Where in the data does the word "when" appear? Find those lines and copy them.

** INFORMATION follows **

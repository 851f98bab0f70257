// SPDX-License-Identifier: Apache-2.0 OR MIT
// Copyright (c) 2025-2026 naskel.com

//! Cache value wrapper.
//!
//! Holds a live value, its encoded bytes, or both. The bytes may be a window
//! into a larger buffer (a received message, a field read); such an object is
//! *attached* until [`CacheOptimizedObject::detach`] copies the window out.
//!
//! The value and bytes slots are `ArcSwapOption`s: lazy materialization is a
//! last-write-wins store, and every racing writer stores a correct decoding
//! of the same bytes.

use super::context::{CacheObjectContext, QueryItem};
use crate::descriptor::ClassLoader;
use crate::error::{CodecError, MarshalError, MarshalResult};
use crate::marshaller::{ByteWindow, FieldRead};
use crate::model::Value;
use arc_swap::ArcSwapOption;
use std::fmt;
use std::sync::Arc;

/// Cache object type code of optimized-marshaller objects.
pub const TYPE_OPTIMIZED: u8 = 3;

pub struct CacheOptimizedObject {
    val: ArcSwapOption<Value>,
    bytes: ArcSwapOption<ByteWindow>,
}

impl CacheOptimizedObject {
    pub fn from_value(value: Value) -> Self {
        Self {
            val: ArcSwapOption::from_pointee(value),
            bytes: ArcSwapOption::empty(),
        }
    }

    /// Wrap an owned encoding. `None` if `bytes` is empty.
    pub fn from_bytes(bytes: Vec<u8>) -> Option<Self> {
        Self::from_window(ByteWindow::owned(bytes))
    }

    /// Wrap a window into a shared buffer. `None` if the window is empty.
    pub fn from_window(window: ByteWindow) -> Option<Self> {
        (!window.is_empty()).then(|| Self {
            val: ArcSwapOption::empty(),
            bytes: ArcSwapOption::from_pointee(window),
        })
    }

    /// Value together with its known encoding.
    pub fn with_value_and_bytes(value: Value, window: ByteWindow) -> Self {
        Self {
            val: ArcSwapOption::from_pointee(value),
            bytes: ArcSwapOption::from_pointee(window),
        }
    }

    /// Materialized value.
    ///
    /// With `copy` (and the context's copy-on-get) a mutable value is decoded
    /// afresh from bytes, so the caller never aliases a shared instance.
    /// Otherwise the held value is returned, or decoded once and kept when
    /// the context stores values.
    pub fn value(&self, ctx: &CacheObjectContext, copy: bool) -> MarshalResult<Value> {
        let current = self.val.load_full();
        let copy = copy
            && ctx.copy_on_get()
            && current
                .as_deref()
                .is_some_and(|v| !ctx.processor().immutable(v));

        if copy {
            let window = self.marshaled_form(ctx)?;
            return self.unmarshal(ctx, &window);
        }
        if let Some(value) = current {
            return Ok((*value).clone());
        }

        let window = self.window()?;
        let value = self.unmarshal(ctx, &window)?;
        if ctx.store_value() {
            self.val.store(Some(Arc::new(value.clone())));
        }
        Ok(value)
    }

    /// Encoded bytes. Shares the buffer when detached, copies the window
    /// otherwise.
    pub fn value_bytes(&self, ctx: &CacheObjectContext) -> MarshalResult<Arc<[u8]>> {
        let window = self.marshaled_form(ctx)?;
        if window.is_detached() {
            Ok(Arc::clone(window.buffer()))
        } else {
            Ok(Arc::from(window.as_slice()))
        }
    }

    /// Called before the object is stored in a cache: detaches it from any
    /// transient buffer.
    pub fn prepare_for_cache(self: &Arc<Self>, _ctx: &CacheObjectContext) -> Arc<Self> {
        self.detach()
    }

    /// This object when detached, else a bytes-only copy over its own buffer.
    pub fn detach(self: &Arc<Self>) -> Arc<Self> {
        match self.bytes.load_full() {
            Some(window) if !window.is_detached() => Arc::new(Self {
                val: ArcSwapOption::empty(),
                bytes: ArcSwapOption::from_pointee(window.detach()),
            }),
            _ => Arc::clone(self),
        }
    }

    /// True unless the bytes are a window into a larger buffer. An object
    /// holding only a value references no buffer.
    pub fn is_detached(&self) -> bool {
        self.bytes
            .load()
            .as_deref()
            .map_or(true, ByteWindow::is_detached)
    }

    /// Decode now when the context stores values.
    pub fn finish_unmarshal(
        &self,
        ctx: &CacheObjectContext,
        loader: &dyn ClassLoader,
    ) -> MarshalResult<()> {
        if self.val.load().is_none() && ctx.store_value() {
            let window = self.window()?;
            let value = ctx.processor().unmarshal(
                ctx,
                window.buffer(),
                window.start(),
                window.len(),
                loader,
            )?;
            self.val.store(Some(Arc::new(value)));
        }
        Ok(())
    }

    /// Make sure the encoded form exists before the object is sent.
    pub fn prepare_marshal(&self, ctx: &CacheObjectContext) -> MarshalResult<()> {
        self.marshaled_form(ctx).map(|_| ())
    }

    pub fn has_field(&self, ctx: &CacheObjectContext, name: &str) -> MarshalResult<bool> {
        let window = self.marshaled_form(ctx)?;
        ctx.processor()
            .has_field(name, window.buffer(), window.start(), window.len())
    }

    /// One field without decoding the whole object. Handles to indexed
    /// objects come back as wrappers over their bytes.
    pub fn field(&self, ctx: &CacheObjectContext, name: &str) -> MarshalResult<Option<QueryItem>> {
        let window = self.marshaled_form(ctx)?;
        let loader = ctx.kernal_config().class_loader();
        let read = ctx.processor().read_field(
            name,
            window.buffer(),
            window.start(),
            window.len(),
            loader.as_ref(),
        )?;
        Ok(read.map(|read| match read {
            FieldRead::Value(v) => QueryItem::Value(v),
            FieldRead::Serialized(w) => match Self::from_window(w) {
                Some(obj) => QueryItem::Cached(Arc::new(obj)),
                None => QueryItem::Value(Value::Null),
            },
        }))
    }

    pub fn cache_object_type(&self) -> u8 {
        TYPE_OPTIMIZED
    }

    /// Current bytes window, if encoded.
    pub fn bytes_window(&self) -> Option<Arc<ByteWindow>> {
        self.bytes.load_full()
    }

    pub fn has_value(&self) -> bool {
        self.val.load().is_some()
    }

    fn window(&self) -> MarshalResult<Arc<ByteWindow>> {
        self.bytes.load_full().ok_or_else(|| MarshalError::Deserialization {
            loader: String::new(),
            source: CodecError::invalid("cache object holds neither a value nor bytes"),
        })
    }

    fn marshaled_form(&self, ctx: &CacheObjectContext) -> MarshalResult<Arc<ByteWindow>> {
        if let Some(window) = self.bytes.load_full() {
            return Ok(window);
        }
        let value = self.val.load_full().ok_or_else(|| MarshalError::Serialization {
            object: "<empty cache object>".into(),
            source: CodecError::invalid("cache object holds neither a value nor bytes"),
        })?;
        let window = Arc::new(ByteWindow::owned(ctx.processor().marshal(ctx, &value)?));
        self.bytes.store(Some(Arc::clone(&window)));
        log::trace!("[cache-object] marshaled {} into {} bytes", value.describe(), window.len());
        Ok(window)
    }

    fn unmarshal(&self, ctx: &CacheObjectContext, window: &ByteWindow) -> MarshalResult<Value> {
        let loader = ctx.kernal_config().class_loader();
        ctx.processor().unmarshal(
            ctx,
            window.buffer(),
            window.start(),
            window.len(),
            loader.as_ref(),
        )
    }
}

impl fmt::Debug for CacheOptimizedObject {
    fn fmt(&self, f: &mut fmt::Formatter<'_>) -> fmt::Result {
        f.debug_struct("CacheOptimizedObject")
            .field("val", &self.val.load().as_deref())
            .field("bytes", &self.bytes.load().as_deref())
            .finish()
    }
}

** End of INFORMATION **

◆ ANSWER FOR THE TASK ◆
    /// Otherwise the held value is returned, or decoded once and kept when
    /// Encoded bytes. Shares the buffer when detached, copies the window
    /// This object when detached, else a bytes-only copy over its own buffer.
    /// Decode now when the context stores values.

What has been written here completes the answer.